## Task directions:
Where a line in the records holds "copied", count it once; return only the final number.

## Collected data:
# # # # #

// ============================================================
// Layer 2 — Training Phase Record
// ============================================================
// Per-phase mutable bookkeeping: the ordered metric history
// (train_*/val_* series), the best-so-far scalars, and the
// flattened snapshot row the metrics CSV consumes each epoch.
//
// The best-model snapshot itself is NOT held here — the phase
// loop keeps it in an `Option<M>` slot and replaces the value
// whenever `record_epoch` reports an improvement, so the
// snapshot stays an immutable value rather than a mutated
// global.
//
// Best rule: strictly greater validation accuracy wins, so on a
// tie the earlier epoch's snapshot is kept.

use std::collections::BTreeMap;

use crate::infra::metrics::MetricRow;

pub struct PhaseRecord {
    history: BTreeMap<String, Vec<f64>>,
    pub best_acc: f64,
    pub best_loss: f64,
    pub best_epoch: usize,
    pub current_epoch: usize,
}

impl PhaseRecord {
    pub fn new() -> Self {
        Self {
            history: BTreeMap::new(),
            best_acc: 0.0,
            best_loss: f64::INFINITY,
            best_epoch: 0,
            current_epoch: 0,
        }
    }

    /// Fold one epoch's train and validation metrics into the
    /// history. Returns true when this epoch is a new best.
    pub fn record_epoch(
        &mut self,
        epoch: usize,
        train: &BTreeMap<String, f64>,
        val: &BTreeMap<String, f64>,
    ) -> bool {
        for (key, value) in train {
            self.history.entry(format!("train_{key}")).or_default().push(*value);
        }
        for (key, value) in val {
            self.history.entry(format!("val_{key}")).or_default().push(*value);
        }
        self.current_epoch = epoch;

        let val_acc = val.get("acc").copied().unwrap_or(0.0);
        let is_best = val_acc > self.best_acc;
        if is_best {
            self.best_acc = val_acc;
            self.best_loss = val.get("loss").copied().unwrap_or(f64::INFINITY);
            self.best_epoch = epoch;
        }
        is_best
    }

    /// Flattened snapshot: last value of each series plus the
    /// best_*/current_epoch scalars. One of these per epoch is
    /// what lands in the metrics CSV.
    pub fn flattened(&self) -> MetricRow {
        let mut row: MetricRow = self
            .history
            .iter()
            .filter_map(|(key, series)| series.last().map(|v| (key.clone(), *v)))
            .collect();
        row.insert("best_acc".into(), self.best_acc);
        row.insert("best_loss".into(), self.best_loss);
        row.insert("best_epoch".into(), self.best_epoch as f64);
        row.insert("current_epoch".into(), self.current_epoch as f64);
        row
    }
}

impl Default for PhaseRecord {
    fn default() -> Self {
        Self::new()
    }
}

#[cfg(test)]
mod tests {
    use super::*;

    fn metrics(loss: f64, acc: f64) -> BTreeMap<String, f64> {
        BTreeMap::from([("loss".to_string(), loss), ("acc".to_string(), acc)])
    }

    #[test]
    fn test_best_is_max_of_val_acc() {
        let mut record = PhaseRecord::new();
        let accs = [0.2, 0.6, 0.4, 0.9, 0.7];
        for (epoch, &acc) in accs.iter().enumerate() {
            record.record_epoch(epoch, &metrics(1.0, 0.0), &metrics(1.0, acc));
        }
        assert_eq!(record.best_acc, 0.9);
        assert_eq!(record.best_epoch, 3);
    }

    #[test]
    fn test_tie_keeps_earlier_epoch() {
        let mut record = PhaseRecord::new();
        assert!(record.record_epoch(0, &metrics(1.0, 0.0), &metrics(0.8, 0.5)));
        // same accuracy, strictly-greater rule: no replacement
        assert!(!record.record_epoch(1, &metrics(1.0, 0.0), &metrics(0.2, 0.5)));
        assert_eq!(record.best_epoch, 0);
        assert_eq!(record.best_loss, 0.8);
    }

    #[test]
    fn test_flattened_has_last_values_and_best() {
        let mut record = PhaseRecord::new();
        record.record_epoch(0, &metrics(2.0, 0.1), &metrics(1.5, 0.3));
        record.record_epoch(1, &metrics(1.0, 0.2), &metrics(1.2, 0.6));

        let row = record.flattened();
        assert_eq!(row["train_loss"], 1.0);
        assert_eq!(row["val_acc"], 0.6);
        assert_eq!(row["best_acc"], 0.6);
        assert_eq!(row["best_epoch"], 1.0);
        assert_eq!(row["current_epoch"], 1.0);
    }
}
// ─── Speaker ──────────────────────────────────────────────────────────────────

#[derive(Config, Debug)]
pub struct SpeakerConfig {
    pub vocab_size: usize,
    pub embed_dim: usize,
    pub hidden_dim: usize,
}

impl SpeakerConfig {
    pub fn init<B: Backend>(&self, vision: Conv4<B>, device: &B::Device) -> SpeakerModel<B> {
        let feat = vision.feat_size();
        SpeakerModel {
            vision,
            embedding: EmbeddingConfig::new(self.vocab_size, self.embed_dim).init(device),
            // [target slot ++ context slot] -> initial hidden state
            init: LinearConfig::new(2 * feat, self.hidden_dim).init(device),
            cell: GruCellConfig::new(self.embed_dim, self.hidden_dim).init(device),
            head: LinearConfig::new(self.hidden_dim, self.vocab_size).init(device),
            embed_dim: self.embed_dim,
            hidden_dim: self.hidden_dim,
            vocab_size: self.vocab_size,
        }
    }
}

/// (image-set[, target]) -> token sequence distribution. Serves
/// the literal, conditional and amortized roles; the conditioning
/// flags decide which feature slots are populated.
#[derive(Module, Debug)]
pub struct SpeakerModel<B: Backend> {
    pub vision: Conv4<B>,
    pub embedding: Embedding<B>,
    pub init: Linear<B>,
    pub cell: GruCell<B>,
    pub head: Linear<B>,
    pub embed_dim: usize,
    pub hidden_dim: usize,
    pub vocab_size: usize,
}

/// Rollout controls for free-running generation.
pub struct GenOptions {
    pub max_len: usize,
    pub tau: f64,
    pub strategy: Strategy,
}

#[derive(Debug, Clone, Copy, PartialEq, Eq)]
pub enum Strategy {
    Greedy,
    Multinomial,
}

# # # # #

## Result of the exercise:
2